Fans who do not warn about these things are liable to be flamed and called to task for not doing so.

7. Thou Shalt Not Tweet/Email/Harass/Send Death Threats to an Actor or Creator. Ever.

This should be self-explanatory, but somehow it still happens. Fans get so upset over a certain plot arc, or feel that a new character is getting in the way of their ship and they do not just attack other fans who disagree, but actually send hate messages to the actor playing the character or the writer of the arc.

Don’t do it. Ever. It is rude. It is creepy. It is hateful. It is the sign of a horrible human being. Actors and writers are doing a job. It is fiction. It isn’t real. If you find yourself doing this, check your priorities, stat.

8. Thou Shalt Not Judge Another’s Fandom

Unless it’s Twilight.

Seriously, for people who have often been judged for who they are/what they like, fans can often be highly judgmental of others. There are the fandoms that are more “intellectual,” or “better art.” Maybe that is even true. But like ships, people love what they love, and judging them for that is the sign of an insecure person.

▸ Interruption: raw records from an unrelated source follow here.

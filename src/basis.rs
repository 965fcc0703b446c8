//! Nodal Lagrange bases on one-dimensional quadrature nodes.
use crate::polynomial::{FitWarning, PolynomialInterpolant};
use crate::quadrature::{NodeFamily, QuadratureRule, RootFindingSettings};
use crate::{Real, Result};
use nalgebra::{DMatrix, DVector};
use numeric_literals::replace_float_literals;

/// The Lagrange basis associated with the nodes of a quadrature rule.
///
/// Basis function `k` is the polynomial of degree `n - 1` that is one at node `k` and zero at all
/// other nodes. The derivative of each basis function is stored alongside it.
#[derive(Debug, Clone, PartialEq)]
pub struct LagrangeBasis1d<T: Real> {
    rule: QuadratureRule<T>,
    functions: Vec<PolynomialInterpolant<T>>,
    derivatives: Vec<PolynomialInterpolant<T>>,
    warning: Option<FitWarning>,
}

impl<T: Real> LagrangeBasis1d<T> {
    /// Builds the basis on the Gauss-Lobatto nodes with `order` points.
    pub fn gauss_lobatto(order: usize) -> Result<Self> {
        Self::generate(NodeFamily::GaussLobatto, order, &RootFindingSettings::default())
    }

    /// Builds the basis on the nodes of the given family, using explicit root-finding settings.
    pub fn generate(family: NodeFamily, order: usize, settings: &RootFindingSettings) -> Result<Self> {
        Self::from_rule(QuadratureRule::generate(family, order, settings)?)
    }

    /// Builds the basis by fitting a unit indicator through the nodes of the rule for each node.
    #[replace_float_literals(T::from_f64(literal).expect("Literal must fit in T"))]
    pub fn from_rule(rule: QuadratureRule<T>) -> Result<Self> {
        let nodes = rule.nodes();
        let n = nodes.len();

        let mut warning = None;
        let mut functions = Vec::with_capacity(n);
        let mut indicator = DVector::zeros(n);
        for k in 0..n {
            indicator[k] = 1.0;
            let (phi, fit_warning) = PolynomialInterpolant::fit_with_diagnostics(nodes, indicator.as_slice())?;
            indicator[k] = 0.0;
            warning = warning.or(fit_warning);
            functions.push(phi);
        }
        let derivatives = functions.iter().map(PolynomialInterpolant::derivative).collect();

        Ok(Self {
            rule,
            functions,
            derivatives,
            warning,
        })
    }

    /// Number of nodes, which equals the number of basis functions.
    pub fn len(&self) -> usize {
        self.functions.len()
    }

    pub fn is_empty(&self) -> bool {
        self.functions.is_empty()
    }

    pub fn rule(&self) -> &QuadratureRule<T> {
        &self.rule
    }

    pub fn nodes(&self) -> &[T] {
        self.rule.nodes()
    }

    pub fn weights(&self) -> &[T] {
        self.rule.weights()
    }

    pub fn functions(&self) -> &[PolynomialInterpolant<T>] {
        &self.functions
    }

    pub fn derivatives(&self) -> &[PolynomialInterpolant<T>] {
        &self.derivatives
    }

    /// The conditioning warning raised while fitting the basis, if any.
    pub fn conditioning_warning(&self) -> Option<FitWarning> {
        self.warning
    }

    /// Evaluates all basis functions at `xi`.
    ///
    /// # Panics
    ///
    /// Panics if the output buffer does not have one entry per basis function.
    pub fn populate_basis(&self, output: &mut [T], xi: T) {
        assert_eq!(output.len(), self.len(), "Output buffer must have one entry per basis function");
        for (out, phi) in output.iter_mut().zip(&self.functions) {
            *out = phi.evaluate(xi);
        }
    }

    /// Evaluates the derivatives of all basis functions at `xi`.
    ///
    /// # Panics
    ///
    /// Panics if the output buffer does not have one entry per basis function.
    pub fn populate_basis_derivatives(&self, output: &mut [T], xi: T) {
        assert_eq!(output.len(), self.len(), "Output buffer must have one entry per basis function");
        for (out, dphi) in output.iter_mut().zip(&self.derivatives) {
            *out = dphi.evaluate(xi);
        }
    }

    pub fn evaluate_basis(&self, xi: T) -> DVector<T> {
        let mut values = DVector::zeros(self.len());
        self.populate_basis(values.as_mut_slice(), xi);
        values
    }

    pub fn evaluate_basis_derivatives(&self, xi: T) -> DVector<T> {
        let mut values = DVector::zeros(self.len());
        self.populate_basis_derivatives(values.as_mut_slice(), xi);
        values
    }

    /// The matrix `B` with `B[(i, j)] = phi_j(x_i)` for the given points.
    pub fn basis_matrix(&self, points: &[T]) -> DMatrix<T> {
        DMatrix::from_fn(points.len(), self.len(), |i, j| self.functions[j].evaluate(points[i]))
    }

    /// The nodal differentiation matrix `D` with `D[(i, j)] = phi_j'(x_i)`.
    ///
    /// Applying `D` to nodal values gives the nodal values of the derivative of the interpolant.
    pub fn differentiation_matrix(&self) -> DMatrix<T> {
        let nodes = self.nodes();
        DMatrix::from_fn(nodes.len(), self.len(), |i, j| self.derivatives[j].evaluate(nodes[i]))
    }
}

Maybe your fandom has more artistic merit, but undoubtedly, there is someone out there who thinks it is the stupidest movie/show/book they have ever seen. Do you want them telling you what an idiot you are for liking it? No?

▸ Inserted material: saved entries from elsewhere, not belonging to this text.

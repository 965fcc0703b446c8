mod master;
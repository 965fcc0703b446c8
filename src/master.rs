//! The master (reference) element of a spectral element discretization.
//!
//! A [`MasterElement`] holds, for every problem variable and every spatial dimension, a
//! quadrature rule and the nodal Lagrange basis built on its nodes. Configuration happens in
//! stages: the number of dimensions is fixed on construction, the number of variables is set once
//! afterwards, and the basis of each variable is then set (and possibly replaced) independently.
//!
//! ```
//! use specel::master::MasterElement;
//!
//! let mut element = MasterElement::<f64>::new(2)?;
//! element.set_variable_count(1)?;
//! element.set_basis_order(0, 4)?;
//! assert_eq!(element.nodes(0, 1)?.len(), 4);
//! # Ok::<(), specel::Error>(())
//! ```
use crate::basis::LagrangeBasis1d;
use crate::quadrature::{NodeFamily, QuadratureRule, RootFindingSettings, DEFAULT_MAX_ITERATIONS, DEFAULT_TOLERANCE};
use crate::{ConfigError, Error, Real, Result};
use itertools::Itertools;
use log::{debug, warn};
use nalgebra::{DMatrix, DVector};

/// Settings for constructing the basis of one variable.
#[derive(Debug, Copy, Clone, PartialEq)]
#[cfg_attr(feature = "serde-serialize", derive(serde::Serialize, serde::Deserialize))]
#[cfg_attr(feature = "serde-serialize", serde(default))]
pub struct BasisSettings {
    pub family: NodeFamily,
    /// Tolerance on the root-finding update step used to compute the nodes.
    pub tolerance: f64,
    pub max_iterations: usize,
}

impl Default for BasisSettings {
    fn default() -> Self {
        Self {
            family: NodeFamily::GaussLobatto,
            tolerance: DEFAULT_TOLERANCE,
            max_iterations: DEFAULT_MAX_ITERATIONS,
        }
    }
}

impl BasisSettings {
    pub fn with_family(self, family: NodeFamily) -> Self {
        Self { family, ..self }
    }

    pub fn with_tolerance(self, tolerance: f64) -> Self {
        Self { tolerance, ..self }
    }

    pub fn with_max_iterations(self, max_iterations: usize) -> Self {
        Self { max_iterations, ..self }
    }

    fn root_finding(&self) -> RootFindingSettings {
        RootFindingSettings {
            tolerance: self.tolerance,
            max_iterations: self.max_iterations,
        }
    }
}

/// Basis configuration of a single variable.
#[derive(Debug, Clone, PartialEq)]
#[cfg_attr(feature = "serde-serialize", derive(serde::Serialize, serde::Deserialize))]
pub struct VariableConfig {
    /// Number of nodes in each dimension.
    pub orders: Vec<usize>,
    #[cfg_attr(feature = "serde-serialize", serde(default))]
    pub settings: BasisSettings,
}

impl VariableConfig {
    /// The same order in each of `num_dims` dimensions, with default settings.
    pub fn uniform(order: usize, num_dims: usize) -> Self {
        Self {
            orders: vec![order; num_dims],
            settings: BasisSettings::default(),
        }
    }
}

/// Complete description of a master element.
#[derive(Debug, Clone, PartialEq)]
#[cfg_attr(feature = "serde-serialize", derive(serde::Serialize, serde::Deserialize))]
pub struct MasterElementConfig {
    pub num_dims: usize,
    pub variables: Vec<VariableConfig>,
}

/// Reference element with one nodal basis per variable and dimension.
///
/// Once configured the element is read-only and may be shared between threads.
#[derive(Debug, Clone, PartialEq)]
pub struct MasterElement<T: Real> {
    num_dims: usize,
    // Empty until the number of variables is set. Each variable holds one basis per dimension.
    variables: Vec<Option<Vec<LagrangeBasis1d<T>>>>,
}

impl<T: Real> MasterElement<T> {
    pub fn new(num_dims: usize) -> Result<Self> {
        if num_dims == 0 {
            return Err(ConfigError::ZeroDimensions.into());
        }
        Ok(Self {
            num_dims,
            variables: Vec::new(),
        })
    }

    /// Builds and fully configures a master element from a configuration.
    pub fn from_config(config: &MasterElementConfig) -> Result<Self> {
        let mut element = Self::new(config.num_dims)?;
        element.set_variable_count(config.variables.len())?;
        for (variable, variable_config) in config.variables.iter().enumerate() {
            element.set_basis_orders(variable, &variable_config.orders, &variable_config.settings)?;
        }
        Ok(element)
    }

    /// Sets the number of variables.
    ///
    /// This can only be done once. Subsequent calls fail with [`Error::AlreadyConfigured`].
    pub fn set_variable_count(&mut self, num_variables: usize) -> Result<()> {
        if !self.variables.is_empty() {
            return Err(Error::AlreadyConfigured {
                num_variables: self.variables.len(),
            });
        }
        if num_variables == 0 {
            return Err(ConfigError::ZeroVariables.into());
        }
        self.variables = vec![None; num_variables];
        Ok(())
    }

    pub fn num_dims(&self) -> usize {
        self.num_dims
    }

    /// The number of variables, or zero if it has not been set yet.
    pub fn num_variables(&self) -> usize {
        self.variables.len()
    }

    /// Sets a Gauss-Lobatto basis with `order` nodes in every dimension.
    pub fn set_basis_order(&mut self, variable: usize, order: usize) -> Result<()> {
        self.set_basis_order_with_tolerance(variable, order, DEFAULT_TOLERANCE)
    }

    pub fn set_basis_order_with_tolerance(&mut self, variable: usize, order: usize, tolerance: f64) -> Result<()> {
        let orders = vec![order; self.num_dims];
        let settings = BasisSettings::default().with_tolerance(tolerance);
        self.set_basis_orders(variable, &orders, &settings)
    }

    /// Sets a Gauss-Legendre basis with `order` nodes in every dimension.
    pub fn set_gauss_order(&mut self, variable: usize, order: usize) -> Result<()> {
        let orders = vec![order; self.num_dims];
        let settings = BasisSettings::default().with_family(NodeFamily::Gauss);
        self.set_basis_orders(variable, &orders, &settings)
    }

    /// Sets the basis of a variable with one order per dimension.
    ///
    /// Any previous basis of the variable is replaced. Other variables are unaffected, and on
    /// failure the variable keeps its previous basis.
    pub fn set_basis_orders(&mut self, variable: usize, orders: &[usize], settings: &BasisSettings) -> Result<()> {
        if self.variables.is_empty() {
            return Err(ConfigError::VariablesNotSet.into());
        }
        self.check_variable_index(variable)?;
        if orders.len() != self.num_dims {
            return Err(ConfigError::OrderCountMismatch {
                expected: self.num_dims,
                actual: orders.len(),
            }
            .into());
        }
        if let Some(&order) = orders.iter().find(|&&order| order <= 1) {
            return Err(ConfigError::InvalidOrder(order).into());
        }
        if !(settings.tolerance > 0.0 && settings.tolerance.is_finite()) {
            return Err(ConfigError::InvalidTolerance(settings.tolerance).into());
        }

        let root_finding = settings.root_finding();
        let mut bases = Vec::with_capacity(self.num_dims);
        for (dim, &order) in orders.iter().enumerate() {
            let rule = QuadratureRule::generate(settings.family, order, &root_finding)?;
            let basis = LagrangeBasis1d::from_rule(rule)?;
            if let Some(warning) = basis.conditioning_warning() {
                warn!("Basis for variable {variable} in dimension {dim}: {warning}");
            }
            bases.push(basis);
        }

        debug!(
            "Configured {:?} basis of variable {variable} with orders {orders:?}",
            settings.family
        );
        self.variables[variable] = Some(bases);
        Ok(())
    }

    pub fn is_basis_set(&self, variable: usize) -> bool {
        matches!(self.variables.get(variable), Some(Some(_)))
    }

    /// The bases of the given variable, one per dimension.
    pub fn bases(&self, variable: usize) -> Result<&[LagrangeBasis1d<T>]> {
        self.check_variable_index(variable)?;
        self.variables[variable]
            .as_deref()
            .ok_or(Error::BasisNotSet { variable })
    }

    pub fn basis(&self, variable: usize, dim: usize) -> Result<&LagrangeBasis1d<T>> {
        let bases = self.bases(variable)?;
        bases.get(dim).ok_or(Error::IndexOutOfRange {
            index: dim,
            len: self.num_dims,
        })
    }

    /// The quadrature nodes of the variable along the given dimension.
    pub fn nodes(&self, variable: usize, dim: usize) -> Result<&[T]> {
        Ok(self.basis(variable, dim)?.nodes())
    }

    /// The quadrature weights of the variable along the given dimension.
    pub fn weights(&self, variable: usize, dim: usize) -> Result<&[T]> {
        Ok(self.basis(variable, dim)?.weights())
    }

    /// The number of nodes of the variable in each dimension.
    pub fn orders(&self, variable: usize) -> Result<Vec<usize>> {
        Ok(self.bases(variable)?.iter().map(LagrangeBasis1d::len).collect())
    }

    /// Total number of tensor-product nodes of the variable.
    pub fn num_tensor_nodes(&self, variable: usize) -> Result<usize> {
        Ok(self.orders(variable)?.into_iter().product())
    }

    /// The tensor-product quadrature rule of the variable, as `(weights, points)`.
    ///
    /// Points are ordered so that the index along the last dimension varies fastest. The same
    /// ordering is used by [`populate_tensor_basis`](Self::populate_tensor_basis).
    pub fn tensor_quadrature(&self, variable: usize) -> Result<(Vec<T>, Vec<DVector<T>>)> {
        let bases = self.bases(variable)?;
        let (weights, points) = tensor_indices(bases)
            .map(|multi_index| {
                let weight = multi_index
                    .iter()
                    .zip(bases)
                    .fold(T::one(), |w, (&i, basis)| w * basis.weights()[i]);
                let point = DVector::from_iterator(
                    bases.len(),
                    multi_index.iter().zip(bases).map(|(&i, basis)| basis.nodes()[i]),
                );
                (weight, point)
            })
            .unzip();
        Ok((weights, points))
    }

    /// Evaluates all tensor-product basis functions of the variable at the reference point `xi`.
    ///
    /// # Panics
    ///
    /// Panics if `xi` does not have one coordinate per dimension, or if the output buffer does
    /// not have one entry per tensor-product node.
    pub fn populate_tensor_basis(&self, variable: usize, output: &mut [T], xi: &[T]) -> Result<()> {
        let bases = self.bases(variable)?;
        assert_eq!(xi.len(), self.num_dims, "Reference point must have one coordinate per dimension");
        let values: Vec<_> = bases
            .iter()
            .zip(xi)
            .map(|(basis, &x)| basis.evaluate_basis(x))
            .collect();
        let num_nodes: usize = bases.iter().map(LagrangeBasis1d::len).product();
        assert_eq!(output.len(), num_nodes, "Output buffer must have one entry per node");

        for (out, multi_index) in output.iter_mut().zip(tensor_indices(bases)) {
            *out = multi_index
                .iter()
                .zip(&values)
                .fold(T::one(), |product, (&i, phi)| product * phi[i]);
        }
        Ok(())
    }

    /// Evaluates the reference gradients of all tensor-product basis functions of the variable.
    ///
    /// Column `j` of the output holds the gradient of basis function `j`.
    ///
    /// # Panics
    ///
    /// Panics if `xi` does not have one coordinate per dimension, or if the output is not a
    /// `num_dims x num_nodes` matrix.
    pub fn populate_tensor_basis_gradients(
        &self,
        variable: usize,
        output: &mut DMatrix<T>,
        xi: &[T],
    ) -> Result<()> {
        let bases = self.bases(variable)?;
        assert_eq!(xi.len(), self.num_dims, "Reference point must have one coordinate per dimension");
        let values: Vec<_> = bases
            .iter()
            .zip(xi)
            .map(|(basis, &x)| basis.evaluate_basis(x))
            .collect();
        let derivatives: Vec<_> = bases
            .iter()
            .zip(xi)
            .map(|(basis, &x)| basis.evaluate_basis_derivatives(x))
            .collect();
        let num_nodes: usize = bases.iter().map(LagrangeBasis1d::len).product();
        assert_eq!(
            output.shape(),
            (self.num_dims, num_nodes),
            "Output must have one row per dimension and one column per node"
        );

        for (j, multi_index) in tensor_indices(bases).enumerate() {
            for k in 0..self.num_dims {
                output[(k, j)] = multi_index
                    .iter()
                    .enumerate()
                    .fold(T::one(), |product, (d, &i)| {
                        let factor = if d == k { derivatives[d][i] } else { values[d][i] };
                        product * factor
                    });
            }
        }
        Ok(())
    }

    fn check_variable_index(&self, variable: usize) -> Result<()> {
        if variable < self.variables.len() {
            Ok(())
        } else {
            Err(Error::IndexOutOfRange {
                index: variable,
                len: self.variables.len(),
            })
        }
    }
}

/// Multi-indices of the tensor-product nodes, with the last index varying fastest.
///
/// This is the same ordering as [`tensor_product`](crate::rules::tensor::tensor_product), which
/// needs the number of dimensions at compile time.
fn tensor_indices<T: Real>(bases: &[LagrangeBasis1d<T>]) -> impl Iterator<Item = Vec<usize>> {
    bases
        .iter()
        .map(|basis| 0..basis.len())
        .collect_vec()
        .into_iter()
        .multi_cartesian_product()
}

Then don’t do it to other people.

Even the Twilight fans.

9.  Thou Shalt Use Thy Cut Tags

This is especially true for blogging sites like Tumblr, LiveJournal and Dreamwidth. Blog posts can be long. Picspams can take up a lot of space. When you don’t use a cut tag, you make people who have you on their reading list scroll and scroll and scroll. Then they get annoyed. At you.

Just be nice and put a “read more” or “see more” cut after a couple of paragraphs. If it is worth reading/looking at, people will click the cut and read it/look at it and hopefully leave you lots of lovely comments instead of flames.

10.  Thou Shalt Understand This Simple Fact: Everyone is Gay

Also, if it exists, there is porn about it.

This should stand alone and be obvious, but for the non-fans, these are common fandom/Internet statements. People like their smut, and slash is a highly popular art form. Don’t argue it. Don’t try to explain how canon functions for them. Just accept it and move on.